(Reuters) – BHP Group Ltd has stepped up exploration drilling in deep water off Trinidad and Tobago hunting for gas which could supply the country’s Atlantic LNG (liquefied natural gas) plant in the 2020s, a senior executive said.
The company expects to complete drilling of three wells in block 14, located in its northern contract area, by the middle of this year, Niall McCormack, BHP’s vice president for exploration, said on the sidelines of the CERAWeek energy conference in Houston.
“It’s an attractive opportunity so we’re looking to de-risk it a bit more, so we’ve got a bit more drilling to do,” he said.
The company struck gas at the Bongos-2 well in the north last year. BHP is the operator of the block with a 70 percent stake while BP Plc holds the remainder.
BHP has also found natural gas in two of three wells it drilled in its southern contract area last year. The company operates the southern area with a 65 percent stake and Royal Dutch Shell Plc has a 35 percent stake.

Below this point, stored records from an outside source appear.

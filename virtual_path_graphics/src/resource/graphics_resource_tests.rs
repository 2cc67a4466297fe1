use super::*;
use crate::graphics_device::mock_graphics_device::mock_context;

#[test]
fn test_owned_handle_creates_object() {
    let (context, state) = mock_context();
    let owned = OwnedHandle::create(&context, ObjectKind::Buffer).unwrap();

    assert!(owned.get().is_some());
    assert_eq!(owned.kind(), ObjectKind::Buffer);
    assert_eq!(state.borrow().live_count(), 1);
}

#[test]
fn test_release_is_idempotent() {
    let (context, state) = mock_context();
    let mut owned = OwnedHandle::create(&context, ObjectKind::Texture).unwrap();

    owned.release();
    owned.release();

    assert!(owned.is_released());
    assert_eq!(state.borrow().calls_named("delete_object"), 1);
}

#[test]
fn test_drop_releases() {
    let (context, state) = mock_context();
    {
        let _owned = OwnedHandle::create(&context, ObjectKind::Framebuffer).unwrap();
    }
    assert_eq!(state.borrow().deleted, 1);
}

#[test]
fn test_drop_after_release_does_not_delete_twice() {
    let (context, state) = mock_context();
    {
        let mut owned = OwnedHandle::create(&context, ObjectKind::Renderbuffer).unwrap();
        owned.release();
    }
    assert_eq!(state.borrow().calls_named("delete_object"), 1);
}

#[test]
fn test_require_after_release_is_invalid_state() {
    let (context, _state) = mock_context();
    let mut owned = OwnedHandle::create(&context, ObjectKind::Program).unwrap();
    owned.release();

    assert!(matches!(owned.require(), Err(Error::InvalidState(_))));
}

#[test]
fn test_release_while_context_borrowed_leaks_without_panicking() {
    let (context, state) = mock_context();
    let mut owned = OwnedHandle::create(&context, ObjectKind::Buffer).unwrap();

    {
        let _busy = context.borrow_mut();
        owned.release();
    }

    assert!(owned.is_released());
    assert_eq!(state.borrow().deleted, 0);
}

#[test]
fn test_create_failure_leaves_nothing() {
    let (context, state) = mock_context();
    state.borrow_mut().refuse_objects = true;

    assert!(OwnedHandle::create(&context, ObjectKind::Buffer).is_err());
    assert_eq!(state.borrow().live_count(), 0);
}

“Overall, it’s an area where gas is attractive because it’s advantaged by the infrastructure of Atlantic LNG,” McCormack said.
The gas could be produced in the middle of next decade when there would be demand from Atlantic LNG, he said.
Trinidad’s Atlantic LNG, owned by BP, Shell, China’s sovereign wealth fund CIC and Trinidad’s state-owned company NGC, operates four LNG units with a total capacity of 15 million tonnes per year.
However the plant has been running below capacity for several years, due to depleting supply from mature gas fields off Trinidad, the U.S. Energy Information Administration said in a report last September.